[Saved entries]
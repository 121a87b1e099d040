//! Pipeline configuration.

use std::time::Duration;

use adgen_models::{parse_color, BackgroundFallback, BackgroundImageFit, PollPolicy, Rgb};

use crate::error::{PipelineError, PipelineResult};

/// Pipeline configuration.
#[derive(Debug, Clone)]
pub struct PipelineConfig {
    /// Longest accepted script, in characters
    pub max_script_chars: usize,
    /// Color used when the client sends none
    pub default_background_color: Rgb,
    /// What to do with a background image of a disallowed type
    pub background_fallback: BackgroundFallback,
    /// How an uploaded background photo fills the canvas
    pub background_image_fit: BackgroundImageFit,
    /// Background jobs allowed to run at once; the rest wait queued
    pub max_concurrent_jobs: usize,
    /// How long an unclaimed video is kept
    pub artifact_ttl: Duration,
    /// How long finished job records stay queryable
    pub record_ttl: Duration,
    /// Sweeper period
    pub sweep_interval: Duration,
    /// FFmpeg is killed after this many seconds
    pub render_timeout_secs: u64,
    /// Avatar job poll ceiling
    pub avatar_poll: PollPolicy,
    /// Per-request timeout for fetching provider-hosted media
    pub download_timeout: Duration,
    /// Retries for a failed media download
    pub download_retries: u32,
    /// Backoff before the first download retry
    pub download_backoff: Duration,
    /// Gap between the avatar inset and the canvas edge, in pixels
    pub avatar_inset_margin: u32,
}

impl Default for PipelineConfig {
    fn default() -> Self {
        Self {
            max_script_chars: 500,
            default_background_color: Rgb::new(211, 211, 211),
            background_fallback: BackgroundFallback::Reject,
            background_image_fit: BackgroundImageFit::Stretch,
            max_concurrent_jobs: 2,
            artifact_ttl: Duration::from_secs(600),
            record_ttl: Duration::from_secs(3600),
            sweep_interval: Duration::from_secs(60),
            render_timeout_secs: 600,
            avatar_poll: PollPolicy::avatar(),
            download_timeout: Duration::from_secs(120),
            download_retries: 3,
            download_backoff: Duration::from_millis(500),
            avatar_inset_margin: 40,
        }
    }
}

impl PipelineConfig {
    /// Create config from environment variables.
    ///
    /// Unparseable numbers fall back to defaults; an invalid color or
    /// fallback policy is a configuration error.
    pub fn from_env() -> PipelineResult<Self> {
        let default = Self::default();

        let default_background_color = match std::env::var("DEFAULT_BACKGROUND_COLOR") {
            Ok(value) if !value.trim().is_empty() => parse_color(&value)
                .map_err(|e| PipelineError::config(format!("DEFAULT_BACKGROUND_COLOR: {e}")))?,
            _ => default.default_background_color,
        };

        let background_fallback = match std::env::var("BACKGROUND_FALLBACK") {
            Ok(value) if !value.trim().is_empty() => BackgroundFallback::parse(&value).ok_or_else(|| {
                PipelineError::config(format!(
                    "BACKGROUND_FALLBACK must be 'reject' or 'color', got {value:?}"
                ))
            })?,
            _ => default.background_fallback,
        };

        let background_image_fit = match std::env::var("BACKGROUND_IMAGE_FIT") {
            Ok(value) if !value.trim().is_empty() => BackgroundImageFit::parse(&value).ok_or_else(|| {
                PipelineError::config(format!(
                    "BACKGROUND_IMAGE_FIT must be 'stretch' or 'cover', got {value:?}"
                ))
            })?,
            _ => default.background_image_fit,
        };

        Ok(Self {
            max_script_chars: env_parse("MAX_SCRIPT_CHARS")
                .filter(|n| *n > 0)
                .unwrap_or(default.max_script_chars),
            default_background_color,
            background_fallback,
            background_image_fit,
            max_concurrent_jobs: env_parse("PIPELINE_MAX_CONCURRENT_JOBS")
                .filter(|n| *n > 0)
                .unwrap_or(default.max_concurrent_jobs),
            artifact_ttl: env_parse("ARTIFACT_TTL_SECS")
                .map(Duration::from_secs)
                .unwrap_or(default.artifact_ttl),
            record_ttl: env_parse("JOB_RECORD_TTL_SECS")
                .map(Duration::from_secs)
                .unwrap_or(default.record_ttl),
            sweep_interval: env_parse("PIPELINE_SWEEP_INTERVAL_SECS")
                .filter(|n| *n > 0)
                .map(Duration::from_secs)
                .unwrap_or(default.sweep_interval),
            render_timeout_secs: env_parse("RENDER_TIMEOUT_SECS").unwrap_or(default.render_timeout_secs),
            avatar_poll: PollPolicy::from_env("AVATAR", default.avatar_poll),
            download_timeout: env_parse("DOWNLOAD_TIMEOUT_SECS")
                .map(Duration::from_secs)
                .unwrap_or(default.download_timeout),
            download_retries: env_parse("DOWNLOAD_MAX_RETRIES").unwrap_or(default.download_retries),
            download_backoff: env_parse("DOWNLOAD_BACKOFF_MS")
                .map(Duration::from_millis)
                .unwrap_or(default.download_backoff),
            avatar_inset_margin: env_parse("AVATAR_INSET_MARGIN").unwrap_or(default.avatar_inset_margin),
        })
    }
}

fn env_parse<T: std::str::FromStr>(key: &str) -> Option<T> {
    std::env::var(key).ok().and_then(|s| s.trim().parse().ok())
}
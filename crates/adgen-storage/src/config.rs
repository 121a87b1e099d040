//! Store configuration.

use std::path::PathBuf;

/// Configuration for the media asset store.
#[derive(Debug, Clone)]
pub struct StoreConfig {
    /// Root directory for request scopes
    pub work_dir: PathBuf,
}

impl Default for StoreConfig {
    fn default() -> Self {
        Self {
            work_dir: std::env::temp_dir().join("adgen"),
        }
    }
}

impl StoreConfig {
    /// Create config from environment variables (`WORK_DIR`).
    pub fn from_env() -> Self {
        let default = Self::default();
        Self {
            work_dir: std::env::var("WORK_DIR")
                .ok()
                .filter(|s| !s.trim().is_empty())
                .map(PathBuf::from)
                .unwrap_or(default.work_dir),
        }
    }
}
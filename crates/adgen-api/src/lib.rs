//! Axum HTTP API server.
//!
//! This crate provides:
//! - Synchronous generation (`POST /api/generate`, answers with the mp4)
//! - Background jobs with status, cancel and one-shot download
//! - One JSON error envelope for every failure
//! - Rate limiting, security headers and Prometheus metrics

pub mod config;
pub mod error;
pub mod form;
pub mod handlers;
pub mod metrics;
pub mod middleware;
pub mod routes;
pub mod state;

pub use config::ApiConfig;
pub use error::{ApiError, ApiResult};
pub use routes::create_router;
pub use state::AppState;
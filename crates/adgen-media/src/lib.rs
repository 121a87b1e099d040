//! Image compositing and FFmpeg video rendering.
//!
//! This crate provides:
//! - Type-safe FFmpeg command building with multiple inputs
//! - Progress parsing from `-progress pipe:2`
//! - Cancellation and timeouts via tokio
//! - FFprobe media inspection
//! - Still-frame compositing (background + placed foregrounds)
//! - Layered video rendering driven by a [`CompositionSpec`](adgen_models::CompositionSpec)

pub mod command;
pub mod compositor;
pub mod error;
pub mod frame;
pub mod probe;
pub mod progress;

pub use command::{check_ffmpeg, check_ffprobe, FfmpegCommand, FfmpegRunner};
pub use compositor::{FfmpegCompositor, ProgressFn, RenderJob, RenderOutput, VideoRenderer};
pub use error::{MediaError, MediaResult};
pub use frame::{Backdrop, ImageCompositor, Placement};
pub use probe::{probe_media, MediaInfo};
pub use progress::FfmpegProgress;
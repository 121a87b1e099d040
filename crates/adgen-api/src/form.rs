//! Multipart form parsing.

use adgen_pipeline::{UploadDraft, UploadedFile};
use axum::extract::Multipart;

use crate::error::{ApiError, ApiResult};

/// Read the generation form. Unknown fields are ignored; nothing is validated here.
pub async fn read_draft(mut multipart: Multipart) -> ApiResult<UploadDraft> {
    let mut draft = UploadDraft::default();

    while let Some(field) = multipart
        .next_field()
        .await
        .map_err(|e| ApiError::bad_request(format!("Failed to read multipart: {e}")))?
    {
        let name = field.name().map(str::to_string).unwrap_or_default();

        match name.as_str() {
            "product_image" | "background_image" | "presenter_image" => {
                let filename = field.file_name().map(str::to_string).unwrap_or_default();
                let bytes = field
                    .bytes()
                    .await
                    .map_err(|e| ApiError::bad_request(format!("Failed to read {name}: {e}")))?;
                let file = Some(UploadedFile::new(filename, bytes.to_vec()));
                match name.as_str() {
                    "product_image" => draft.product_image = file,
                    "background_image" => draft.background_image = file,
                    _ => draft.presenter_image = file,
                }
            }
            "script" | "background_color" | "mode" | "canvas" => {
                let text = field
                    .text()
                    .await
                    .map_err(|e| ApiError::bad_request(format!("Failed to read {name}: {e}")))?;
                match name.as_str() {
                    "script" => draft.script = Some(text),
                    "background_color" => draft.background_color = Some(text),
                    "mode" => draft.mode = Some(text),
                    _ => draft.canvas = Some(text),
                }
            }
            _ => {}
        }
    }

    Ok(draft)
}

# ASSIGNMENT:
Using the entries above, copy out all lines that contain the string "generation".

# ANSWER TO THIS PROBLEM:
//! - Synchronous generation (`POST /api/generate`, answers with the mp4)
/// Read the generation form. Unknown fields are ignored; nothing is validated here.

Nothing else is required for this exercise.